“Orthographic mapping is a brain activity that involves parts of the brain connecting graphemes and phonemes within words.” (Ehri 2022) Orthographic maps are set up in the brain when decoding and spelling activities are performed. This allows a word to become embedded in long term memory as a unique letter string after it has been seen and read at least a few times. Activation of these connections acts like glue to bond the spellings of words to their pronunciations in memory along with meanings which then fosters instant recognition. (Ehri, 2021)
Since orthographic mapping is bidirectional, phoneme to grapheme mapping and grapheme to phoneme mapping help bond spellings to their pronunciations in memory. “This occurs when words are decoded, by sounding out letters and blending them to form pronunciations.” Dr. Ehri’s studies have shown that “spellings of words influence the phonemes that students perceive in words. For example, pitch is perceived as having an extra /t/ in a phoneme segmentation task whereas rich is not.” Children “need to know how to distinguish phonemes within pronunciations of words and how these map onto graphemes within the spellings of words. Both print and speech are involved.” (Ehri 2022)
Neither Orthographic Mapping , Phoneme-Grapheme Mapping nor its inverse Grapheme to Phoneme Mapping are the same as learning words by memorizing their shapes – a practice frequently employed “to help” children retain sight words without referring to the phoneme-grapheme properties of the word. Research has shown that proficient readers do not automatically go from images of words to their meanings.
For decades, Dr. Linnea Ehri’s research has helped us understand the psychological processes and the sources of reading and spelling difficulty. Her studies have underscored the importance of beginning readers acquiring knowledge of our alphabetic writing system. Her research on how readers use their knowledge of phoneme-grapheme connections (as well as grapheme-phoneme connections) to retain sight words in memory has contributed greatly to the science of teaching reading.
Reading words can take several forms. Readers may use decoding, predicting, or analogy to read unfamiliar words. However, familiar words are accessed in memory which is commonly referred to as sight word reading. With practice, all words can eventually be read automatically by sight – the most efficient, unobtrusive way to read words in running text. (Ehri, 2005). However, this process involves making connections between phonemes (sounds) and graphemes (letter/s) or vice versa to bond the spelling of these words to their pronunciations and meanings in memory.
Dr. Linnea Ehri’s research regarding the Development of sight word reading: Phases and Findings (2005) helped lay the groundwork for understanding how children remember words. She found that being able to access words from memory (by sight) is extremely valuable because it allows readers to focus their attention on constructing the meaning of the text while their eyes automatically recognize individual words. Ehri characterized the development of sight word learning through a sequence of four overlapping phases that she distinguished by the type of alphabetic knowledge needed to form connections in the brain. She concluded that skilled reading is the ability to read individual words accurately and quickly as well as in isolation and within connected text.

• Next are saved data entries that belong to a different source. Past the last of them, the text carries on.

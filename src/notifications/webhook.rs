//! Discord-compatible webhook sink.

use std::time::Duration;

use serde_json::{json, Value};

use crate::config::NotificationConfig;
use crate::notifications::{NotificationSink, StartNotification};

const SUCCESS_COLOR: u32 = 0x2ecc71;
const FAILURE_COLOR: u32 = 0xe74c3c;

/// Longest payload rendered into an embed field.
const FIELD_LIMIT: usize = 1000;

/// Posts each notification to a webhook URL on a background task.
#[derive(Debug, Clone)]
pub struct WebhookNotifier {
    http: reqwest::Client,
    url: String,
}

impl WebhookNotifier {
    pub fn new(url: impl Into<String>, timeout: Duration) -> Result<Self, reqwest::Error> {
        let http = reqwest::Client::builder().timeout(timeout).build()?;
        Ok(Self {
            http,
            url: url.into(),
        })
    }

    /// Notifier for the configured webhook, if one is set.
    pub fn from_config(config: &NotificationConfig) -> Result<Option<Self>, reqwest::Error> {
        config
            .webhook_url
            .as_ref()
            .map(|url| Self::new(url.clone(), Duration::from_secs(config.timeout_secs)))
            .transpose()
    }
}

impl NotificationSink for WebhookNotifier {
    fn notify(&self, notification: StartNotification) {
        let body = render_message(&notification);
        let http = self.http.clone();
        let url = self.url.clone();

        tokio::spawn(async move {
            let result = http
                .post(&url)
                .json(&body)
                .send()
                .await
                .and_then(|response| response.error_for_status());
            match result {
                Ok(_) => tracing::debug!(txid = %notification.txid, "Webhook delivered"),
                Err(e) => tracing::warn!(
                    txid = %notification.txid,
                    error = %e,
                    "Webhook delivery failed"
                ),
            }
        });
    }
}

/// Webhook body: a one-line summary plus one embed with the details.
pub fn render_message(notification: &StartNotification) -> Value {
    let verdict = if notification.success {
        "started"
    } else {
        "failed to start"
    };

    let mut payload = notification.payload.to_string();
    if payload.len() > FIELD_LIMIT {
        let mut cut = FIELD_LIMIT;
        while !payload.is_char_boundary(cut) {
            cut -= 1;
        }
        payload.truncate(cut);
        payload.push('…');
    }

    let caller = notification
        .caller_ip
        .map(|ip| ip.to_string())
        .unwrap_or_else(|| "unknown".to_string());

    json!({
        "content": format!(
            "Node {} for collateral {}:{}",
            verdict, notification.txid, notification.output_index
        ),
        "embeds": [{
            "title": if notification.success { "Start succeeded" } else { "Start failed" },
            "color": if notification.success { SUCCESS_COLOR } else { FAILURE_COLOR },
            "fields": [
                { "name": "Collateral", "value": format!("{}:{}", notification.txid, notification.output_index) },
                { "name": "Profile", "value": notification.profile_name.as_deref().unwrap_or("-"), "inline": true },
                { "name": "Caller", "value": caller, "inline": true },
                { "name": "Response", "value": format!("```{}```", payload) }
            ]
        }]
    })
}
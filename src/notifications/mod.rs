//! Outcome notifications.
//!
//! Sinks are fire-and-forget: `notify` never blocks the pipeline and never
//! reports failure to it. Delivery problems are logged inside the sink.

pub mod webhook;

use std::net::IpAddr;

use serde_json::Value;

pub use webhook::WebhookNotifier;

/// One start attempt's outcome.
#[derive(Debug, Clone)]
pub struct StartNotification {
    pub txid: String,
    pub output_index: u32,
    pub success: bool,
    pub profile_name: Option<String>,
    /// Broadcast response, rejection details or error description.
    pub payload: Value,
    pub caller_ip: Option<IpAddr>,
}

/// Receives start outcomes.
pub trait NotificationSink: Send + Sync {
    fn notify(&self, notification: StartNotification);
}

/// Writes notifications to the log only.
#[derive(Debug, Clone, Copy, Default)]
pub struct LogNotifier;

impl NotificationSink for LogNotifier {
    fn notify(&self, notification: StartNotification) {
        tracing::info!(
            txid = %notification.txid,
            index = notification.output_index,
            success = notification.success,
            profile = notification.profile_name.as_deref().unwrap_or("-"),
            caller_ip = ?notification.caller_ip,
            payload = %notification.payload,
            "Start notification"
        );
    }
}
//! Flux node start relay library.
//!
//! Validates a collateral output against the block explorer, matches it to a
//! configured signing profile, signs a node start transaction and broadcasts
//! it through the daemon API.

pub mod blockchain;
pub mod collateral;
pub mod config;
pub mod http;
pub mod notifications;
pub mod observability;
pub mod pipeline;
pub mod profiles;
pub mod resilience;

pub use config::schema::StarterConfig;
pub use http::HttpServer;
pub use pipeline::{Orchestrator, StartCommand, StartOutcome};
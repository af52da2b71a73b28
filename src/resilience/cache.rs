//! Read-through response cache for outbound GETs.
//!
//! Entries are keyed by the exact request URL. Writes occasionally trigger a
//! sweep that drops expired entries and then evicts in insertion order until
//! the map is back within its size limit. Eviction ignores access recency.

use std::sync::atomic::{AtomicU64, Ordering};
use std::time::{Duration, Instant};

use dashmap::DashMap;
use rand::Rng;
use serde_json::Value;

use crate::config::CacheConfig;
use crate::observability::metrics;

#[derive(Debug, Clone)]
struct CacheEntry {
    payload: Value,
    inserted_at: Instant,
    sequence: u64,
}

/// Thread-safe URL → payload cache.
#[derive(Debug)]
pub struct ResponseCache {
    entries: DashMap<String, CacheEntry>,
    enabled: bool,
    ttl: Duration,
    max_entries: usize,
    sweep_probability: f64,
    sequence: AtomicU64,
}

impl ResponseCache {
    pub fn new(config: &CacheConfig) -> Self {
        Self {
            entries: DashMap::new(),
            enabled: config.enabled,
            ttl: Duration::from_millis(config.ttl_ms),
            max_entries: config.max_entries,
            sweep_probability: config.sweep_probability.clamp(0.0, 1.0),
            sequence: AtomicU64::new(0),
        }
    }

    pub fn is_enabled(&self) -> bool {
        self.enabled
    }

    pub fn len(&self) -> usize {
        self.entries.len()
    }

    pub fn is_empty(&self) -> bool {
        self.entries.is_empty()
    }

    /// Cached payload for `url` if younger than the TTL.
    pub fn get(&self, url: &str) -> Option<Value> {
        if !self.enabled {
            return None;
        }

        let hit = self
            .entries
            .get(url)
            .map(|entry| (entry.payload.clone(), entry.inserted_at.elapsed()));

        match hit {
            Some((payload, age)) if age < self.ttl => {
                tracing::debug!(url = %url, age_ms = age.as_millis() as u64, "Cache hit");
                metrics::record_cache_event("hit");
                Some(payload)
            }
            Some(_) => {
                self.entries
                    .remove_if(url, |_, entry| entry.inserted_at.elapsed() >= self.ttl);
                metrics::record_cache_event("miss");
                None
            }
            None => {
                metrics::record_cache_event("miss");
                None
            }
        }
    }

    /// Store a payload; may trigger a sweep.
    pub fn insert(&self, url: &str, payload: Value) {
        if !self.enabled {
            return;
        }

        let sequence = self.sequence.fetch_add(1, Ordering::Relaxed);
        self.entries.insert(
            url.to_string(),
            CacheEntry {
                payload,
                inserted_at: Instant::now(),
                sequence,
            },
        );

        if rand::thread_rng().gen_bool(self.sweep_probability) {
            self.sweep();
        }
    }

    /// Remove expired entries, then evict oldest insertions beyond the limit.
    pub fn sweep(&self) {
        let ttl = self.ttl;
        self.entries.retain(|_, entry| entry.inserted_at.elapsed() < ttl);

        let len = self.entries.len();
        if len <= self.max_entries {
            return;
        }

        let mut by_age: Vec<(u64, String)> = self
            .entries
            .iter()
            .map(|entry| (entry.value().sequence, entry.key().clone()))
            .collect();
        by_age.sort_unstable_by_key(|(sequence, _)| *sequence);

        let excess = len - self.max_entries;
        for (_, key) in by_age.into_iter().take(excess) {
            self.entries.remove(&key);
            metrics::record_cache_event("eviction");
        }
        tracing::debug!(evicted = excess, remaining = self.entries.len(), "Cache swept");
    }
}

#[cfg(test)]
mod tests {
    use super::*;
    use serde_json::json;

    fn config(ttl_ms: u64, max_entries: usize, sweep_probability: f64) -> CacheConfig {
        CacheConfig {
            enabled: true,
            ttl_ms,
            max_entries,
            sweep_probability,
        }
    }

    #[test]
    fn test_hit_and_miss() {
        let cache = ResponseCache::new(&config(60_000, 10, 0.0));
        assert!(cache.get("http://x/tx/1").is_none());

        cache.insert("http://x/tx/1", json!({"txid": "1"}));
        assert_eq!(cache.get("http://x/tx/1"), Some(json!({"txid": "1"})));
        assert!(cache.get("http://x/tx/2").is_none());
    }

    #[test]
    fn test_expired_entry_removed() {
        let cache = ResponseCache::new(&config(20, 10, 0.0));
        cache.insert("a", json!(1));
        std::thread::sleep(Duration::from_millis(40));
        assert!(cache.get("a").is_none());
        assert!(cache.is_empty());
    }

    #[test]
    fn test_sweep_evicts_in_insertion_order() {
        let cache = ResponseCache::new(&config(60_000, 2, 0.0));
        cache.insert("first", json!(1));
        cache.insert("second", json!(2));
        cache.insert("third", json!(3));

        // Reading does not refresh an entry's position.
        assert!(cache.get("first").is_some());

        cache.sweep();
        assert_eq!(cache.len(), 2);
        assert!(cache.get("first").is_none());
        assert!(cache.get("second").is_some());
        assert!(cache.get("third").is_some());
    }

    #[test]
    fn test_sweep_on_every_write() {
        let cache = ResponseCache::new(&config(60_000, 3, 1.0));
        for i in 0..10 {
            cache.insert(&format!("url-{}", i), json!(i));
        }
        assert_eq!(cache.len(), 3);
        assert!(cache.get("url-9").is_some());
    }

    #[test]
    fn test_disabled_cache() {
        let mut cfg = config(60_000, 10, 0.0);
        cfg.enabled = false;
        let cache = ResponseCache::new(&cfg);
        cache.insert("a", json!(1));
        assert!(cache.get("a").is_none());
        assert!(cache.is_empty());
    }
}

Professor Stanislaus Dehaene, a French neuroscientist and author of Reading in the Brain: The New Science of How We Read (2010) further acknowledged the brain’s contribution to learning to read. His research revealed that the brain has areas that are shared between spoken and written language and they are present in your brain when you are very young – even before you learn to read. He also noted that reading involves creating an interface between the vision system in your brain and your spoken language system. “An entire series of mental and cerebral operations must occur before a word can be decoded. Our brain takes each string apart then recomposes it into a hierarchy of letters, bigrams, syllables and morphemes. Effortless reading simply serves to show that these decomposition and recomposition stages have become entirely automatic and unconscious.” (Dehaene, 2010) His findings have been supported by neuroimaging and eye tracking research that demonstrated how skilled readers process every single letter of the printed word from left to right and in parallel so quickly and automatically that it is even unnoticeable to the reader. He further concludes that “Whole-word reading is a myth” since “the brain processes every single letter and does not look at the whole word shape.”
Dr. Ehri published “Orthographic Mapping in the Acquisition of Sight Word Reading, Spelling Memory, and Vocabulary Learning” in 2014. According to her theory and evidence, she concluded that “spellings of words are retained in memory when their letters become bonded to phonemes and syllables in their pronunciations. Many practitioners have limited their definition of sight words to high-frequency or irregularly spelled words. However, Ehri notes “all words when practiced become read from memory by sight.” (2014) Orthographic mapping occurs in the brain while reading specific words when readers form connections between written units and spoken units. These can be either phonemes, syllables or morphemes in speech or single graphemes or larger spelling patterns in print. These connections are then stored in memory with their word meanings and enable readers to recognize the words by sight. As the spellings of words enter memory via orthographic memory, they also influence the phonological processing of words, phonological memory and vocabulary.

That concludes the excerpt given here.